Saved entries
═══
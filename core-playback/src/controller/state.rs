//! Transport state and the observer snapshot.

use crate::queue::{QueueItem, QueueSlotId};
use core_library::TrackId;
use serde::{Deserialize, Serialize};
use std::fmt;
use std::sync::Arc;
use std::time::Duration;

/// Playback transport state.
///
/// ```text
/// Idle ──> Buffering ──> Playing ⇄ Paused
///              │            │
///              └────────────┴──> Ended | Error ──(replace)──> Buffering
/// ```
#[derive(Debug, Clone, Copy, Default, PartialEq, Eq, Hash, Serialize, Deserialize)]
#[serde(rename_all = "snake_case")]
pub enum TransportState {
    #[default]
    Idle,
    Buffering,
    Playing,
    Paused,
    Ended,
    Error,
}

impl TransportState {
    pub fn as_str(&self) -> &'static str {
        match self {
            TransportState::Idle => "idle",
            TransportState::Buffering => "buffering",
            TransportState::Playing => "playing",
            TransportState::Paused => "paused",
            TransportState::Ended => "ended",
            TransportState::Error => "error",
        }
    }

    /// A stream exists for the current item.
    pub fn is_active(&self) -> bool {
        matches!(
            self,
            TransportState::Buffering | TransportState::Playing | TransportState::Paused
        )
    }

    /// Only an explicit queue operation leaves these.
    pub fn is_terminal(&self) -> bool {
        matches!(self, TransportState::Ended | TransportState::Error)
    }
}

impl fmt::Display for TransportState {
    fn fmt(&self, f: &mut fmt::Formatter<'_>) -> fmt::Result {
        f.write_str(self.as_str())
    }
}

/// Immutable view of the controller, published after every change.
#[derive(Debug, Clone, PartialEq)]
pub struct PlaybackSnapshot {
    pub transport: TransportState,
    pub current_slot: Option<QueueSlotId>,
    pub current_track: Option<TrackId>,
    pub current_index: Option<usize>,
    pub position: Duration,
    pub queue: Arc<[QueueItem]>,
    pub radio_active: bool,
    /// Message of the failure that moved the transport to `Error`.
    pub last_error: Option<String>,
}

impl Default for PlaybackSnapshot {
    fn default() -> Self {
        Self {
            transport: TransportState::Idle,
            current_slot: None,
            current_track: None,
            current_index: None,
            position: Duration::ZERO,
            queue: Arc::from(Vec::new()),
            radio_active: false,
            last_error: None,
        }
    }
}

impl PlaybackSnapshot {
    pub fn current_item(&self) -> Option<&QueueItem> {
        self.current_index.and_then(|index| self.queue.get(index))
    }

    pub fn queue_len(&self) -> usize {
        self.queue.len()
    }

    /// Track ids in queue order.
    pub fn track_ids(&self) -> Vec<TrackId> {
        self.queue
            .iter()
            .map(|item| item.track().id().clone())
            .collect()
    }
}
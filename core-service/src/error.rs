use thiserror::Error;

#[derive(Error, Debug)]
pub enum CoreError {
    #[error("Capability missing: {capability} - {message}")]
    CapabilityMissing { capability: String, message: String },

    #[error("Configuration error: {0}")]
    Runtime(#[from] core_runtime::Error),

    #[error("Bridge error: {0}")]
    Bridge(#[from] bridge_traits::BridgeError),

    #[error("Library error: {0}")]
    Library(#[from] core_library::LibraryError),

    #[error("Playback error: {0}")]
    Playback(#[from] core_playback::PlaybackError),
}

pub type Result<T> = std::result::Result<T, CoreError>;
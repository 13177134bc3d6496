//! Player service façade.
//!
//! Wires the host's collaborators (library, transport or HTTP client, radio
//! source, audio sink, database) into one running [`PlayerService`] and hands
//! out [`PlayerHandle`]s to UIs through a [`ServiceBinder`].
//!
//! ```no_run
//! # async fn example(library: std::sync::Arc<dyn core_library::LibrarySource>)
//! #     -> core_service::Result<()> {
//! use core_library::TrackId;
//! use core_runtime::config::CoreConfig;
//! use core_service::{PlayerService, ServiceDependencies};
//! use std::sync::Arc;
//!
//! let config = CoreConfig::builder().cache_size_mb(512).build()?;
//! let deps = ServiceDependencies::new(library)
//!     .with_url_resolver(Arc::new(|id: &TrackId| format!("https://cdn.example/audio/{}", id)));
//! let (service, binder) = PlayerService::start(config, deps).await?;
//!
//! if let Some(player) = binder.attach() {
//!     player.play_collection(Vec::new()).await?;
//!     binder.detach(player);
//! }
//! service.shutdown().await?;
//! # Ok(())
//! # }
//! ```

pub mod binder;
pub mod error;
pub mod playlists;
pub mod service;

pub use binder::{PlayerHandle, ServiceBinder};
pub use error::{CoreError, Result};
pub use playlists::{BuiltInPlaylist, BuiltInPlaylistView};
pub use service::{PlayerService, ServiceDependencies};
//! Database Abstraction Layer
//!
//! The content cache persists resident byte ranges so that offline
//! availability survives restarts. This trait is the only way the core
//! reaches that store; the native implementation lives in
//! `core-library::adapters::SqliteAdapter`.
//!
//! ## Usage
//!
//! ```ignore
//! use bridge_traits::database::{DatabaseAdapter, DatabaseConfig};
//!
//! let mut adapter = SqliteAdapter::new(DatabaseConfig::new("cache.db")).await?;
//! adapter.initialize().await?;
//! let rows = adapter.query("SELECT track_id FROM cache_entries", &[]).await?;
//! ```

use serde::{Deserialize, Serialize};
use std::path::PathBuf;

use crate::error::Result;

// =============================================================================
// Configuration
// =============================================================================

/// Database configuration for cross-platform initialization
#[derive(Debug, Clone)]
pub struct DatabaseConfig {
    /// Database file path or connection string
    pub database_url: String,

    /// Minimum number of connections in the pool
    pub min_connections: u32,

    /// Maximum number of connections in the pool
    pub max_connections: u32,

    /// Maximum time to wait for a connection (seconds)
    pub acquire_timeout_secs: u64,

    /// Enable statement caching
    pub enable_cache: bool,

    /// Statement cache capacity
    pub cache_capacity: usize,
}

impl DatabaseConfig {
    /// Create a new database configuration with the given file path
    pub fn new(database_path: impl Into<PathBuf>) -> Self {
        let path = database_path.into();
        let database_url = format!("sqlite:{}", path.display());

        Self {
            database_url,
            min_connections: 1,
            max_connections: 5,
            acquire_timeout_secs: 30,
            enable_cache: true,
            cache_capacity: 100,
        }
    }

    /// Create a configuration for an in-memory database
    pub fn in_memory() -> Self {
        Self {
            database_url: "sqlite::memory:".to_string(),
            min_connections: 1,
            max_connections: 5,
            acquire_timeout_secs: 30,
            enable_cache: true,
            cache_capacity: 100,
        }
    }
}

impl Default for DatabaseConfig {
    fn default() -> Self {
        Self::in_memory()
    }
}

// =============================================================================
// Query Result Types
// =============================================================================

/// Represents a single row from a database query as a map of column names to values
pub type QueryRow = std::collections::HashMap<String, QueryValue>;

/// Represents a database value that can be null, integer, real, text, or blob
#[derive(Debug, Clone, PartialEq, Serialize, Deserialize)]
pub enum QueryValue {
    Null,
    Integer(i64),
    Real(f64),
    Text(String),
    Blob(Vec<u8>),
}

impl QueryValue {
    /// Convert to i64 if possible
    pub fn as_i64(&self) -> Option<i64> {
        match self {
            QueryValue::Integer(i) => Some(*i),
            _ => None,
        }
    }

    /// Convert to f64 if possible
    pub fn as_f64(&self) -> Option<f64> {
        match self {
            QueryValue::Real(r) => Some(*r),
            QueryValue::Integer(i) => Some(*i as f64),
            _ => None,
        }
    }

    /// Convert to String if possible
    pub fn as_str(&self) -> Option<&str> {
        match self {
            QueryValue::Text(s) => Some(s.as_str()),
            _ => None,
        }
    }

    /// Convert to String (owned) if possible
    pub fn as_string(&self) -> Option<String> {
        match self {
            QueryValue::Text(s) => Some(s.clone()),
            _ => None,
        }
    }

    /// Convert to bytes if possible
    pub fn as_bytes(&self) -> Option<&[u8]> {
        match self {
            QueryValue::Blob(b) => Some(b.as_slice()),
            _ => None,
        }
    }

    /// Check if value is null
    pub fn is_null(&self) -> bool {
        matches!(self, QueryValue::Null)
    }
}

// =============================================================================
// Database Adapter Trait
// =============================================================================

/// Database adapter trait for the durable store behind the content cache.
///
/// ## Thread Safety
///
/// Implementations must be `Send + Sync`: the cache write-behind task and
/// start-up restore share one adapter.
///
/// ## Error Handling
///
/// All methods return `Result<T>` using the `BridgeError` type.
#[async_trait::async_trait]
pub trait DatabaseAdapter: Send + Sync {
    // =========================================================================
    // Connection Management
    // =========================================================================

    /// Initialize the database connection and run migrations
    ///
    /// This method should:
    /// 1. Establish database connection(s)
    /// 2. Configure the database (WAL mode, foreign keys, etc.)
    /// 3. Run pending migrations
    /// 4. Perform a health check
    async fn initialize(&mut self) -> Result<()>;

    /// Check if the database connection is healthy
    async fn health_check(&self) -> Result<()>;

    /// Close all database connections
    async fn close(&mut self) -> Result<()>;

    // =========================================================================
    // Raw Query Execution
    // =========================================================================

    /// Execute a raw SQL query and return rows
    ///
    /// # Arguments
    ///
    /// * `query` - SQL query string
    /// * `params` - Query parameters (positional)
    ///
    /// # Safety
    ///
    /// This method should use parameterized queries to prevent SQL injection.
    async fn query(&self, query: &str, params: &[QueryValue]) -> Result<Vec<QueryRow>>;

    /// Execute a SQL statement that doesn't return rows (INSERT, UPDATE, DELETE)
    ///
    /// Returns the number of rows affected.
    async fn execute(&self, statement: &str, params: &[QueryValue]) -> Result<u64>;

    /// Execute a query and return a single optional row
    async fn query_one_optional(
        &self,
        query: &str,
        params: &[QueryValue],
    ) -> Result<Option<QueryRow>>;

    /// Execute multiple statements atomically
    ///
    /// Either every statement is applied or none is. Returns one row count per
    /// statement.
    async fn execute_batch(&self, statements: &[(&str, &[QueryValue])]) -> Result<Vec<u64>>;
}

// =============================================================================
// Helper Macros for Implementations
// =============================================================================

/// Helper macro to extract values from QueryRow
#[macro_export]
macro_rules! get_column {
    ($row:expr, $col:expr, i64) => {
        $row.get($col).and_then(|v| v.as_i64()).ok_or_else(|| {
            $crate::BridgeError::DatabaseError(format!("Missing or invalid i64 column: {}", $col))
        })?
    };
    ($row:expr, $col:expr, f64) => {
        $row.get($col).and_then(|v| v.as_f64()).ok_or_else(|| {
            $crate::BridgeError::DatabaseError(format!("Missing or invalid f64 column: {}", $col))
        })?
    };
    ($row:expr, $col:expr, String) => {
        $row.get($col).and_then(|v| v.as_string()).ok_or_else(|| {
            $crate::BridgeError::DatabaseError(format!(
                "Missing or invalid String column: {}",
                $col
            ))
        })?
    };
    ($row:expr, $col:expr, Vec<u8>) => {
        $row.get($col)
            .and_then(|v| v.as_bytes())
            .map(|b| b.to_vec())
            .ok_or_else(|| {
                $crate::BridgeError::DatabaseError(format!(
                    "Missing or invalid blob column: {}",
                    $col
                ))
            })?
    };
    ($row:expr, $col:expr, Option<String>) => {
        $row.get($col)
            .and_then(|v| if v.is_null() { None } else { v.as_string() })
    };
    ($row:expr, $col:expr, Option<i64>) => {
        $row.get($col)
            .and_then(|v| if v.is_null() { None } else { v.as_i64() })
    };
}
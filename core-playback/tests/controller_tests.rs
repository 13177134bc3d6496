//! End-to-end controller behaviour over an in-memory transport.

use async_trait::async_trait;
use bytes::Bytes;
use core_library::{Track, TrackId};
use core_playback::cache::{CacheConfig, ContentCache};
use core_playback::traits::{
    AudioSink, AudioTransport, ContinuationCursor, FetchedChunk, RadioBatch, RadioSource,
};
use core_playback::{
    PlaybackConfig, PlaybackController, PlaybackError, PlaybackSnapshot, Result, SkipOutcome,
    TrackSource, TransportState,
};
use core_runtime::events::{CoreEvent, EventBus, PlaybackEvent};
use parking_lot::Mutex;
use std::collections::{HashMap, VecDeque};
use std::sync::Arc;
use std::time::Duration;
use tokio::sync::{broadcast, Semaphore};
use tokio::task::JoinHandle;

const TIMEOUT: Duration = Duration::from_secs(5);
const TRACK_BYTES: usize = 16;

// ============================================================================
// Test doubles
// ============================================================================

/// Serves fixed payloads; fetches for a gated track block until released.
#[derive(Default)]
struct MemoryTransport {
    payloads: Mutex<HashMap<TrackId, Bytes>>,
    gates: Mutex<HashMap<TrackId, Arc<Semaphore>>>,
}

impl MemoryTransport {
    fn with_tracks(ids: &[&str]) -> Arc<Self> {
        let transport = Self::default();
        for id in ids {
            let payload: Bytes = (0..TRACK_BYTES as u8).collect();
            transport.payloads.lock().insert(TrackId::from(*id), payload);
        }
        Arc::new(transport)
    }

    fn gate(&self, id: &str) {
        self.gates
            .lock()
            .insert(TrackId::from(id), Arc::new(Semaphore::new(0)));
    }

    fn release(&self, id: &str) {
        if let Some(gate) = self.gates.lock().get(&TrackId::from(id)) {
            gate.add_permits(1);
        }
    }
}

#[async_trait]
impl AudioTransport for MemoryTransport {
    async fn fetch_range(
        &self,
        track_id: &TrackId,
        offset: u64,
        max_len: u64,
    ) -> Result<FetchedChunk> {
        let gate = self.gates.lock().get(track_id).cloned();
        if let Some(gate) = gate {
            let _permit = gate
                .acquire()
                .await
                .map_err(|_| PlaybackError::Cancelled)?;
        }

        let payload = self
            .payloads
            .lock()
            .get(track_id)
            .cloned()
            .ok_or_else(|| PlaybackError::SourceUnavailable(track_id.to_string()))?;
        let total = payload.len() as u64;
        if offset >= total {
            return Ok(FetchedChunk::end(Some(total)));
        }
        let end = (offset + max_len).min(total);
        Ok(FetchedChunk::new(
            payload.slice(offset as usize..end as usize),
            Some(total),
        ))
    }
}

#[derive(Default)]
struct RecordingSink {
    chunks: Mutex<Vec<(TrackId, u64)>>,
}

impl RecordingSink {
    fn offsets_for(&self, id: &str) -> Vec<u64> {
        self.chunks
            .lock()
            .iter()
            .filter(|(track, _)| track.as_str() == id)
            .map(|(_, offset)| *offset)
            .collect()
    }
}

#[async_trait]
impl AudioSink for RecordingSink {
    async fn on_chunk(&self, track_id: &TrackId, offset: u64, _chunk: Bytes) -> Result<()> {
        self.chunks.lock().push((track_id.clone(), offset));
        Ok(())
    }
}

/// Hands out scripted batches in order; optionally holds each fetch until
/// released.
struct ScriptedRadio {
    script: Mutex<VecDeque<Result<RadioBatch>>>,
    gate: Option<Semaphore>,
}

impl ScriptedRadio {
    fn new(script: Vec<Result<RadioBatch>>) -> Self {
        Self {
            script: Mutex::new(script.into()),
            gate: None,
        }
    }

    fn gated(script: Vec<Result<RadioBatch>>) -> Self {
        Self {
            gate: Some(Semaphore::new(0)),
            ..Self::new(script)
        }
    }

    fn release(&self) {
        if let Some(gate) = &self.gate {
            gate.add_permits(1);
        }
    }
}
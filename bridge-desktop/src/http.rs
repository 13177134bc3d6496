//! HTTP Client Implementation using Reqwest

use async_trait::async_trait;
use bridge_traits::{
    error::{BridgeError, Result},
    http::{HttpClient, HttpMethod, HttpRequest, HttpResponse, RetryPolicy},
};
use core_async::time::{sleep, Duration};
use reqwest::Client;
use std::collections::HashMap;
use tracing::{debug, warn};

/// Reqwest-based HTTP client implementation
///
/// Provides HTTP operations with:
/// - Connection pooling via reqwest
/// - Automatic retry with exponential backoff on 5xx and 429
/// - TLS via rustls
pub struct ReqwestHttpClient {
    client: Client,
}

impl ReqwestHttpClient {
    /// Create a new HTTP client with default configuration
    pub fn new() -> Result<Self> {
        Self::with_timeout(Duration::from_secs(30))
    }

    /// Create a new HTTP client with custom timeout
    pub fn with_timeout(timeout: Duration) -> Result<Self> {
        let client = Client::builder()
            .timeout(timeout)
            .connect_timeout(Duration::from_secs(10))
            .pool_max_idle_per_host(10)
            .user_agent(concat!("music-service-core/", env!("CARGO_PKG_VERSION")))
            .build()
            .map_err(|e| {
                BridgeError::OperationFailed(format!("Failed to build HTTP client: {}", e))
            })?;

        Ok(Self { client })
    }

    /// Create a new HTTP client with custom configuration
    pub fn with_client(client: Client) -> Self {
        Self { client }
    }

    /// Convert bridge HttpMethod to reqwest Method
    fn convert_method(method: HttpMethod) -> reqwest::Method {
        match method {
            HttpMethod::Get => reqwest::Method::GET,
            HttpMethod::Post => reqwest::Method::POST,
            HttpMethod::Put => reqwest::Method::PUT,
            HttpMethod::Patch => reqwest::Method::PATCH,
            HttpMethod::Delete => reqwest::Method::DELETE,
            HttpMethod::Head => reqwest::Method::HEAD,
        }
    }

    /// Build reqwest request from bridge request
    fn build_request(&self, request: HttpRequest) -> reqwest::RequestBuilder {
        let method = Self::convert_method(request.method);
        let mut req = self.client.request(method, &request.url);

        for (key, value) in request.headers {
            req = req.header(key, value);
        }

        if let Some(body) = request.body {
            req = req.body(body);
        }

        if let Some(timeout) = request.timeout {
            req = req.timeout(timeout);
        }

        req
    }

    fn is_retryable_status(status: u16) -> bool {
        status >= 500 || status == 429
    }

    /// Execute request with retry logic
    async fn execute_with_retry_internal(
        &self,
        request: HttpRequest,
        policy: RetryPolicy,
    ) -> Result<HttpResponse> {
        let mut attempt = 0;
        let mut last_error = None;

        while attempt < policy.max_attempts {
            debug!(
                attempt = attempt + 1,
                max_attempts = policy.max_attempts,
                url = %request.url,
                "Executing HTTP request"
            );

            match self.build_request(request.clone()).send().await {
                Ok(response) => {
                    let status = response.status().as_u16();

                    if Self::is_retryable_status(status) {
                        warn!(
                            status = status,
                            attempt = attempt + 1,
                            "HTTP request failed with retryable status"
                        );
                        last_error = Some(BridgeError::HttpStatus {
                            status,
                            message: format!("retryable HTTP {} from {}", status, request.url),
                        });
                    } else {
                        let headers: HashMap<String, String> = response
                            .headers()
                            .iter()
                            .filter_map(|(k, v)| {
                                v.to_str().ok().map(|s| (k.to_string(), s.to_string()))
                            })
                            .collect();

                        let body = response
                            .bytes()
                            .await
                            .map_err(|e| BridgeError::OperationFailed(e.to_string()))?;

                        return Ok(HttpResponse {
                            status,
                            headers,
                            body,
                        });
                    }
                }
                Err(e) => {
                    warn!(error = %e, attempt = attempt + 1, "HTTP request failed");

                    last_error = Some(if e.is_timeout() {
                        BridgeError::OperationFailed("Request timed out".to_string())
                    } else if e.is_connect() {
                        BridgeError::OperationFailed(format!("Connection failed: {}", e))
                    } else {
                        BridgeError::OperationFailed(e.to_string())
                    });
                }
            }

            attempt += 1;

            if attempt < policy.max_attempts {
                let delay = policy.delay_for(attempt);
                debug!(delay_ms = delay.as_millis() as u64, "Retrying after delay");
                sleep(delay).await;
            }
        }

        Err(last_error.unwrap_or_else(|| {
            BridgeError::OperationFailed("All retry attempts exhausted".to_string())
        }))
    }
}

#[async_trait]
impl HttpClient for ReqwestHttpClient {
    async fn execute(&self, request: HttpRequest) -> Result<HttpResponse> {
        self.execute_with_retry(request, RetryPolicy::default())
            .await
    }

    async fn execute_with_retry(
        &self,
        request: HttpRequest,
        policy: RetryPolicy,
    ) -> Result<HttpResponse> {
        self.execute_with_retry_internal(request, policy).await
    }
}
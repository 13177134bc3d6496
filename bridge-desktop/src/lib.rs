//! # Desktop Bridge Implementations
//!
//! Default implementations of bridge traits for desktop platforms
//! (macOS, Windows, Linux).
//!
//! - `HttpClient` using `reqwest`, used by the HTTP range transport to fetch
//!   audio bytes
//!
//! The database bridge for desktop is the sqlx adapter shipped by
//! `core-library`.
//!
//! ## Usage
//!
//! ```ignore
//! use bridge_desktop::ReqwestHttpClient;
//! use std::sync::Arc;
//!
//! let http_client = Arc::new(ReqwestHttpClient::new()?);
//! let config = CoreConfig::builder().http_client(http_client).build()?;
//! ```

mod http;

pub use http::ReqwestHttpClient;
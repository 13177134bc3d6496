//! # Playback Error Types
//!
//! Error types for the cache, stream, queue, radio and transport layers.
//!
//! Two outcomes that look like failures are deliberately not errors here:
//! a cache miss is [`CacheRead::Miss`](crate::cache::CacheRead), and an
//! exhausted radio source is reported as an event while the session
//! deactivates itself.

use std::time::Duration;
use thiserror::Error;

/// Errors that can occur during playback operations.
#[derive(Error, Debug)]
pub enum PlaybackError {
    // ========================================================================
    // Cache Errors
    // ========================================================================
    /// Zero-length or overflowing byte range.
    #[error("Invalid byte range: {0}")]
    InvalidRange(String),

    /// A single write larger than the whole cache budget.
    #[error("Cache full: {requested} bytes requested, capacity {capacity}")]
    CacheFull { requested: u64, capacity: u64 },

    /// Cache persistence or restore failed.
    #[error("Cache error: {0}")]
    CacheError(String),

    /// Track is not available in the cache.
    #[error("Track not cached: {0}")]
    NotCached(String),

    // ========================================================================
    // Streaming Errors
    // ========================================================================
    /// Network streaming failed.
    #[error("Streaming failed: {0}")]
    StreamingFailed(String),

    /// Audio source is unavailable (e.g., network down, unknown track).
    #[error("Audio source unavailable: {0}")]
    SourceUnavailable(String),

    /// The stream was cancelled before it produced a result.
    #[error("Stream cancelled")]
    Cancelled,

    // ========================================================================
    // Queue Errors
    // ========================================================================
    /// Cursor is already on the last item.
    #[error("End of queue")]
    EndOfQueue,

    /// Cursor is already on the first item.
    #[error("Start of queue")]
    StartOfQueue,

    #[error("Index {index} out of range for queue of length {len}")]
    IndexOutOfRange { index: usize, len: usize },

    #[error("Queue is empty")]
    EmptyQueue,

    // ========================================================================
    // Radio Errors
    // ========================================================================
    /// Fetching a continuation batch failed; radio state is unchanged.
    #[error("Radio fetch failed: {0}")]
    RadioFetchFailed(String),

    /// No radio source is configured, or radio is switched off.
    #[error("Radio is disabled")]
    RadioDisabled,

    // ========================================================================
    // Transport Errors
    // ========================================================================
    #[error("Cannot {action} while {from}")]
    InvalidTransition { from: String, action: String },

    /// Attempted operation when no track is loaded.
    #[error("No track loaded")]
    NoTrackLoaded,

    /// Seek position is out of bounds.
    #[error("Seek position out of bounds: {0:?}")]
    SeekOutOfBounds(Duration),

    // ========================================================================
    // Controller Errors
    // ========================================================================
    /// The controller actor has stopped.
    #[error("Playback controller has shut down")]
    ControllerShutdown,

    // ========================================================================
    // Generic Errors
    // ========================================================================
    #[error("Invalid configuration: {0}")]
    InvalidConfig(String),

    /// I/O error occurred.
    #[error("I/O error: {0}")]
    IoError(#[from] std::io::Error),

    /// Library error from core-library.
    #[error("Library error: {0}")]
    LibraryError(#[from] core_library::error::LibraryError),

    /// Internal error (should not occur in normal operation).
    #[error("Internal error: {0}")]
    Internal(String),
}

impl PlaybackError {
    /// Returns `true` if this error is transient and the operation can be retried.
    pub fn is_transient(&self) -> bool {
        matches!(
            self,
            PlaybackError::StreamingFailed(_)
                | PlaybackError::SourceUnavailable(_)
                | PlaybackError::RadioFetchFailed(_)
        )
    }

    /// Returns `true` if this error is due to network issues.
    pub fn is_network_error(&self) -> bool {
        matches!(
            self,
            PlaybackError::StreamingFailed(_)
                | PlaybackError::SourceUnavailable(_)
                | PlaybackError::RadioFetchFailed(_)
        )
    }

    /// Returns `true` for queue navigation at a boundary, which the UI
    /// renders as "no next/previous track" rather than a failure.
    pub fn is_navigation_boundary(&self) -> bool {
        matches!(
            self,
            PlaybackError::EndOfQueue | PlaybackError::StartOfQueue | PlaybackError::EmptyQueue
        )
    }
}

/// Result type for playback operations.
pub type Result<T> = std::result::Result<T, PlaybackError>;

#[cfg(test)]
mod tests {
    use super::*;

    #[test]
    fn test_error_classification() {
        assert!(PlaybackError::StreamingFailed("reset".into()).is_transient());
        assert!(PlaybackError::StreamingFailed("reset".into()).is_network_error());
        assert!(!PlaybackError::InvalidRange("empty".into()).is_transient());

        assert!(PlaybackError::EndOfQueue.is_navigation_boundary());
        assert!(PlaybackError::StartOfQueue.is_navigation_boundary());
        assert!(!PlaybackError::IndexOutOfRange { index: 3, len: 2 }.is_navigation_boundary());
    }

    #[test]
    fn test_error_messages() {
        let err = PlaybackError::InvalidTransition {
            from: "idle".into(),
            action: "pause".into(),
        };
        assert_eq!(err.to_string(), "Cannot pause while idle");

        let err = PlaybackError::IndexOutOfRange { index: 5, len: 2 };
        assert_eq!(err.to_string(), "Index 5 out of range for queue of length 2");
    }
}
═══
**Task goal**: State the number of lines in the records that contain the string "exhausted". Nothing else is needed.

**Task answer**: 2